During a meeting today commemorating the organization's 125th anniversary, scientists (all IEEE members, of course) looked to the future, describing advances in artificial intelligence, brain-machine interfaces and energy transfer.

Computers are lauded for their speed and accuracy, but they don't hold a candle to the human brain when it comes to tackling complex mathematical problems, Dharmendra Modha, director of cognitive computing at the IBM Almaden Research Center, said at today's event. The Defense Advanced Research Projects Agency (DARPA), the U.S. Defense Department's research arm, last year gave Modha and his colleagues $4.9 million for a project called "SyNAPSE," through which they are trying to reverse-engineer the brain's computational abilities to better understand its ability to sense, perceive, act, interact, and understand different stimuli.

"We have no computers today that can begin to approach the awesome power of the human mind," Modha said. A computer comparable to the human brain, he added, would need to be able to perform more than 38 thousand trillion operations per second and hold about 3,584 terabytes of memory. (IBM's BlueGene supercomputer, one of the worlds' most powerful, has a computational capability of 92 trillion operations per second and 8 terabytes of storage.)

Although the brain is still not well understood, Modha said, "there is enough quantitative data for us to be able to begin putting together the pieces." He predicted that by 2018 computers will be able to simulate the workings of the human brain, a breakthrough that will provide researchers with unprecedented insight into how the complex organ operates.

In addition to boosting computer performance, enhanced understanding of the brain will enable people to communicate directly with machines, whether they are robots or mechanized prosthetic limbs. Primates have already proved that such brain-machine interfaces are possible, Miguel Nicolelis, co-director of Duke University Medical Center's Center for Neuroengineering, said during the conference. The researcher and his colleagues last year successfully implanted electrodes in the brain of a monkey in North Carolina that enabled him to control a robot on a treadmill in Kyoto, Japan.
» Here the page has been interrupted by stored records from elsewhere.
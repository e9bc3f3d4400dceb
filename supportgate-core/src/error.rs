//! Error types for the support intelligence gateway core.
//!
//! Uses `thiserror` for structured error variants covering tenant
//! resolution, webhook verification, cache, analytics, and scoring
//! concerns. Mirrors the composition of the top-level error enum over
//! per-domain error enums via `#[from]`.

/// Top-level error type for `supportgate-core`.
#[derive(Debug, thiserror::Error)]
pub enum CoreError {
    #[error("tenant error: {0}")]
    Tenant(#[from] TenantError),

    #[error("webhook verification error: {0}")]
    Webhook(#[from] WebhookError),

    #[error("analytics error: {0}")]
    Analytics(#[from] AnalyticsError),

    #[error("configuration error: {0}")]
    Config(#[from] ConfigError),

    #[error("serialization error: {0}")]
    Serialization(#[from] serde_json::Error),
}

/// Errors from the tenant registry (C1).
#[derive(Debug, thiserror::Error)]
pub enum TenantError {
    #[error("tenant not found: {0}")]
    NotFound(String),

    #[error("tenant is not active: {0}")]
    Inactive(String),

    #[error("slug already in use: {0}")]
    SlugTaken(String),

    #[error("failed to decrypt CRM config: {message}")]
    ConfigDecryptFailed { message: String },

    #[error("encryption key is missing or malformed")]
    MissingEncryptionKey,
}

/// Errors from the webhook verifier (C3).
#[derive(Debug, thiserror::Error)]
pub enum WebhookError {
    #[error("missing signature header")]
    MissingSignature,

    #[error("missing webhook secret")]
    MissingSecret,

    #[error("signature encoding was invalid: {0}")]
    InvalidEncoding(String),

    #[error("signature did not match")]
    Mismatch,
}

/// Errors from analytics access (C6) and the customer resolver (C7).
#[derive(Debug, thiserror::Error)]
pub enum AnalyticsError {
    #[error("customer not found: {0}")]
    CustomerNotFound(String),

    #[error("customer could not be identified from the webhook payload")]
    Unidentified,

    #[error("phone lookup service unavailable: {0}")]
    PhoneLookupUnavailable(String),
}

/// Errors from process configuration (§5, §6, §7 ConfigError).
#[derive(Debug, thiserror::Error)]
pub enum ConfigError {
    #[error("missing required environment variable: {var}")]
    EnvVarMissing { var: String },

    #[error("ADMIN_KEY is missing, too short, or a common password")]
    WeakAdminKey,

    #[error("ENCRYPTION_KEY is missing or not 32 bytes of base64")]
    InvalidEncryptionKey,

    #[error("wildcard CORS origin is forbidden when ENVIRONMENT=production")]
    WildcardCorsInProduction,

    #[error("invalid configuration: {message}")]
    Invalid { message: String },
}

/// A type alias for results using the top-level `CoreError`.
pub type Result<T> = std::result::Result<T, CoreError>;

#[cfg(test)]
mod tests {
    use super::*;

    #[test]
    fn test_error_display_tenant() {
        let err = CoreError::Tenant(TenantError::NotFound("quiltco".into()));
        assert_eq!(err.to_string(), "tenant error: tenant not found: quiltco");
    }

    #[test]
    fn test_error_display_webhook() {
        let err = CoreError::Webhook(WebhookError::Mismatch);
        assert_eq!(
            err.to_string(),
            "webhook verification error: signature did not match"
        );
    }

    #[test]
    fn test_error_display_config() {
        let err = CoreError::Config(ConfigError::WeakAdminKey);
        assert_eq!(
            err.to_string(),
            "configuration error: ADMIN_KEY is missing, too short, or a common password"
        );
    }

    #[test]
    fn test_error_from_serde() {
        let serde_err = serde_json::from_str::<serde_json::Value>("not json").unwrap_err();
        let err: CoreError = serde_err.into();
        assert!(matches!(err, CoreError::Serialization(_)));
    }
}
Nicolelis and his team have developed a microchip they expect will allow human brains to communicate with robots using only brain signals and enables the bots to return messages directly to the brain, without the use of sight or touch. Nicolelis said that he hopes the technology will be sophisticated enough to implant into a human brain by 2012 and enable a completely quadriplegic patient to walk again.
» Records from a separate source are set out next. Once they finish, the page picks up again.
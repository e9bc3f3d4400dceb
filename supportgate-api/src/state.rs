//! Shared application state handed to every handler.

use std::sync::Arc;

use uuid::Uuid;

use supportgate_core::analytics::AnalyticsStore;
use supportgate_core::cache::Cache;
use supportgate_core::config::GatewayProcessConfig;
use supportgate_core::customer_resolver::PhoneLookup;
use supportgate_core::encryption::ConfigEncryptor;
use supportgate_core::rate_limit::RateLimiter;
use supportgate_core::tenant::{TenantAdmin, TenantRegistry};
use supportgate_mcp::adapter::QueryModelAdapter;
use supportgate_mcp::catalog::CatalogVersion;
use supportgate_mcp::router::ToolDispatcher;
use supportgate_tickets::adapters::LanguageModelAdapter;
use supportgate_tickets::store::TicketStore;

/// Everything a handler needs, built once at process startup and shared
/// behind an `Arc` across the axum `Router` (§5: parallel workers serving
/// requests against one gateway instance).
pub struct AppState {
    pub config: GatewayProcessConfig,
    pub encryptor: ConfigEncryptor,
    pub tenant_registry: Arc<dyn TenantRegistry>,
    /// Same underlying store as `tenant_registry` in the default in-memory
    /// deployment, exposed through the write-capable trait for the
    /// `X-Admin-Key`-guarded provisioning endpoints (§6).
    pub tenant_admin: Arc<dyn TenantAdmin>,
    /// Keyed first by client IP (pre-identification, §4.4 step 1), then
    /// reused keyed by tenant id for the post-identification endpoint
    /// rate-limit headers (§6).
    pub rate_limiter: RateLimiter,
    pub cache: Cache,
    pub ticket_store: Arc<dyn TicketStore>,
    pub analytics_store: Arc<dyn AnalyticsStore>,
    pub phone_lookup: Arc<dyn PhoneLookup>,
    pub language_adapter: Arc<dyn LanguageModelAdapter>,
    pub query_adapter: Arc<dyn QueryModelAdapter>,
    pub tool_dispatcher: Arc<dyn ToolDispatcher>,
    pub catalog: CatalogVersion,
}

impl AppState {
    /// Builds an `AnalyticsService` scoped to `tenant_id` (§8: every cache
    /// key this service derives must be tenant-prefixed), so callers must
    /// have already identified the tenant for this request.
    pub fn analytics_service(&self, tenant_id: Uuid) -> supportgate_core::analytics::AnalyticsService<'_> {
        supportgate_core::analytics::AnalyticsService::new(self.analytics_store.as_ref(), &self.cache, tenant_id)
    }

    pub fn ticket_service<'a>(
        &'a self,
        analytics: &'a supportgate_core::analytics::AnalyticsService<'a>,
    ) -> supportgate_tickets::service::TicketService<'a> {
        supportgate_tickets::service::TicketService::new(self.ticket_store.as_ref(), analytics, self.language_adapter.as_ref())
    }

    pub fn nl_query_router(&self) -> supportgate_mcp::router::NlQueryRouter<'_> {
        supportgate_mcp::router::NlQueryRouter::new(self.query_adapter.as_ref(), self.tool_dispatcher.as_ref(), self.catalog)
    }
}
Energy proved to be another important topic, as the researchers addressed how to power the technology they're designing. Katie Hall, chief technology officer, for WiTricity Corp. in Watertown, Mass., described her company's efforts to create wireless energy transfer technology to power remote objects. The technology, developed at the Massachusetts Institute of Technology (M.I.T.), uses resonant magnetic coupling, which lets the magnetic fields of two properly designed coils (with closely matched resonant frequencies) merge into a single continuous magnetic field that can transfer power from one device to another over a distance ranging from a few inches to several feet.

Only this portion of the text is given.